Similar to these human trials, nature-based interventions can be assessed using control groups to observe outcomes in treated vs. untreated plots of trees, agricultural crops and more. As part of our own approach to ensure integrity of measured project outcomes, Funga establishes control plots everywhere we work. This allows us to measure the efficacy of our soil restoration technology with a high degree of certainty. In the realm of forest-based carbon projects, using a treatment to create carbon additionality (carbon that would not have been stored if not for the existence of the project) in an existing forest is relatively new. Of the established methodologies for quantifying and monitoring carbon additionality in forests, tracking progress with controls was not an option. Funga had a choice: use these control plots for internal monitoring purposes only and work with an existing methodology, or lead the charge in writing a new methodology with a novel approach to baselining that enables future innovative solutions.
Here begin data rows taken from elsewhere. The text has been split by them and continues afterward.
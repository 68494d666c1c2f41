//! Error types shared by the transformers, publisher and sinks

use std::error::Error;
use std::fmt;

/// Failure to deliver a bulk request to the document store.
///
/// Always fatal for the run: the publisher records it, drains in-flight
/// work and surfaces it from [`close()`](crate::BatchPublisher::close).
#[derive(Debug)]
pub enum TransportError {
    /// HTTP error with optional status code
    Http {
        status: Option<u16>,
        message: String,
    },
    /// Request exceeded the configured per-request timeout
    Timeout,
    /// Store answered but the body could not be understood
    MalformedResponse(String),
    /// I/O error
    Io(std::io::Error),
}

impl fmt::Display for TransportError {
    fn fmt(&self, f: &mut fmt::Formatter<'_>) -> fmt::Result {
        match self {
            Self::Http {
                status: Some(s),
                message,
            } => write!(f, "HTTP {s}: {message}"),
            Self::Http {
                status: None,
                message,
            } => write!(f, "HTTP error: {message}"),
            Self::Timeout => write!(f, "bulk request timed out"),
            Self::MalformedResponse(msg) => write!(f, "malformed bulk response: {msg}"),
            Self::Io(e) => write!(f, "IO error: {e}"),
        }
    }
}

impl Error for TransportError {
    fn source(&self) -> Option<&(dyn Error + 'static)> {
        match self {
            Self::Io(e) => Some(e),
            _ => None,
        }
    }
}

impl TransportError {
    /// Create HTTP error from reqwest error
    pub fn from_reqwest(e: &reqwest::Error) -> Self {
        if e.is_timeout() {
            return Self::Timeout;
        }
        Self::Http {
            status: e.status().map(|s| s.as_u16()),
            message: e.to_string(),
        }
    }
}

impl From<std::io::Error> for TransportError {
    fn from(e: std::io::Error) -> Self {
        Self::Io(e)
    }
}

/// Error returned by [`BatchPublisher`](crate::BatchPublisher) operations.
#[derive(Debug)]
pub enum PublishError {
    /// Document submitted after `close()`
    Closed,
    /// A flush already failed at the transport level
    Transport(String),
}

impl fmt::Display for PublishError {
    fn fmt(&self, f: &mut fmt::Formatter<'_>) -> fmt::Result {
        match self {
            Self::Closed => write!(f, "publisher is closed"),
            Self::Transport(msg) => write!(f, "bulk transport failed: {msg}"),
        }
    }
}

impl Error for PublishError {}

/// Failure to turn a parsed record into a document.
#[derive(Debug)]
pub enum TransformError {
    /// Document body could not be serialized
    Serialize(serde_json::Error),
    /// Object or child entry arrived outside a snapshot scope
    NoActiveSnapshot,
    /// Publisher refused the document
    Publish(PublishError),
}

impl fmt::Display for TransformError {
    fn fmt(&self, f: &mut fmt::Formatter<'_>) -> fmt::Result {
        match self {
            Self::Serialize(e) => write!(f, "failed to serialize document: {e}"),
            Self::NoActiveSnapshot => write!(f, "entry received before any snapshot header"),
            Self::Publish(e) => write!(f, "{e}"),
        }
    }
}

impl Error for TransformError {
    fn source(&self) -> Option<&(dyn Error + 'static)> {
        match self {
            Self::Serialize(e) => Some(e),
            Self::Publish(e) => Some(e),
            Self::NoActiveSnapshot => None,
        }
    }
}

impl From<serde_json::Error> for TransformError {
    fn from(e: serde_json::Error) -> Self {
        Self::Serialize(e)
    }
}

impl From<PublishError> for TransformError {
    fn from(e: PublishError) -> Self {
        Self::Publish(e)
    }
}

/// Failure of an external parser to decode an input file.
#[derive(Debug)]
pub enum ParseError {
    Io(std::io::Error),
    /// Unreadable content at a 1-based line
    Format { line: usize, message: String },
}

impl fmt::Display for ParseError {
    fn fmt(&self, f: &mut fmt::Formatter<'_>) -> fmt::Result {
        match self {
            Self::Io(e) => write!(f, "IO: {e}"),
            Self::Format { line, message } => write!(f, "line {line}: {message}"),
        }
    }
}

impl Error for ParseError {
    fn source(&self) -> Option<&(dyn Error + 'static)> {
        match self {
            Self::Io(e) => Some(e),
            Self::Format { .. } => None,
        }
    }
}

impl From<std::io::Error> for ParseError {
    fn from(e: std::io::Error) -> Self {
        Self::Io(e)
    }
}

/// Log an error; with `debug` also walk and log its `source()` chain.
pub fn log_error(context: &str, err: &dyn Error, debug: bool) {
    log::error!("{context}: {err}");
    if !debug {
        return;
    }
    let mut cause = err.source();
    while let Some(e) = cause {
        log::error!("  caused by: {e}");
        cause = e.source();
    }
    log::debug!("{context}: {err:?}");
}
Funga, in collaboration with Conservation International, CTrees and The Nature Conservancy, has developed a brand new methodology with Verra that will utilize a series of rigorous control plots for precise measurement of additional carbon removals, encouraging innovation and versatility in the forest carbon space. This methodology (M0274) is currently undergoing its public comment period, and is expected to be approved later in 2026.


What Is a Methodology?

A key component of establishing a carbon project is determining which registry a project proponent will issue credits through, and which methodology they will use. A methodology is a standardized set of procedures and guidelines used in carbon crediting projects to quantify, monitor, report on, and verify the reduction or removal of greenhouse gas (GHG) emissions.

Since there are many different approaches to creating additional carbon storage or reducing carbon emissions, there is no one-size-fits-all method for measuring this additional carbon and monitoring the project over time. Verra's Verified Carbon Standard (VCS) Program offers dozens of methodologies for documenting carbon additionality that results from interventions ranging from reducing food waste to utilization of biochar to more efficient cook stoves. The best measurement approach for one project might produce inaccurate results for another. This is the situation Funga’s team faced when determining that the best existing methodology was VM0045, “Improved Forest Management Using Dynamic Matched Baselines from National Forest Inventories”.
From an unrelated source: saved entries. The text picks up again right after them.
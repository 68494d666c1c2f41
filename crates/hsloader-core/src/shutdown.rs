//! SIGINT/SIGTERM handling: runners finish the current file, then stop.

use std::io;
use std::sync::atomic::{AtomicBool, Ordering};

/// Exit status when a second signal forces an immediate stop
const FORCED_EXIT_CODE: i32 = 130;

fn flag() -> &'static AtomicBool {
    static FLAG: AtomicBool = AtomicBool::new(false);
    &FLAG
}

/// Set once the first SIGINT or SIGTERM arrived.
pub fn is_shutdown_requested() -> bool {
    flag().load(Ordering::Relaxed)
}

/// Record a stop request; true if one was already pending.
fn request() -> bool {
    flag().swap(true, Ordering::Relaxed)
}

/// Register SIGINT and SIGTERM handlers.
///
/// The first signal only sets the flag: input already handed to the
/// publisher still drains. A second signal exits the process.
pub fn install_signal_handlers() -> io::Result<()> {
    for signal in [signal_hook::consts::SIGTERM, signal_hook::consts::SIGINT] {
        // SAFETY: AtomicBool::swap and process::exit are async-signal-safe
        unsafe {
            signal_hook::low_level::register(signal, || {
                if request() {
                    std::process::exit(FORCED_EXIT_CODE);
                }
            })?;
        }
    }
    Ok(())
}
The Need for Something New

VM0045 was developed for forest-based carbon projects that create additional carbon storage through a variety of interventions. To track the effectiveness of a given project, a group of forests comparable to the project site is identified through national forest inventories, and used to create the “baseline scenario”. Over time, carbon additionality is measured by comparing the project to its baseline scenario. This methodology is considered a massive leap forward by establishing dynamic baselines grounded in observed, real-world data and represents important progress in integrity of additionality measurement. However, this innovative leap in measurement is also currently limited in application to geographies that have robust national forest inventories, and is particularly suited to post-planting interventions, rather than pre-planting treatments. Both of these realities result in a missed opportunity to capture the true carbon storage created by Funga’s intervention.

At the same time, Conservation International (with project partner CTrees) faced challenges when establishing carbon projects in the tropics with VM0045. While the nature of the project was a good fit for this methodology, without the robust forestry databases we have in North America, there was insufficient information to assign an external baseline for measurement. Utilizing control plots for measurement would mean that projects would not have to rely on data documented outside of their project site, allowing Conservation International to have baselines that accurately represent the project area and detect subtle differences in additional carbon storage.

The Nature Conservancy was very involved in developing VM0045 and has seen it successfully implemented in many projects. However, they remained interested in expanding the applicability of VM0045 and other tools to provide robust, dynamic accounting for natural climate solutions in landscapes that lack the data VM0045 currently requires. They also recognize that improvements in forest management and new climate-positive interventions emerge every day, and demand flexible methodologies. Wanting to enable more natural climate solutions to access funding through the Voluntary Carbon Market (VCM), they became interested in expanding the methodologies available to forest carbon projects.


Getting to Work

Starting in June 2023, Funga and Verra began detailed discussions around VM0045 and potential new tools and frontiers in carbon project design. These discussions uncovered the need and high-level applicability of the control plot approach. Verra was interested in supporting an approach that would improve the scientific rigor of Verra’s registered carbon projects while allowing new carbon-storing methods to emerge.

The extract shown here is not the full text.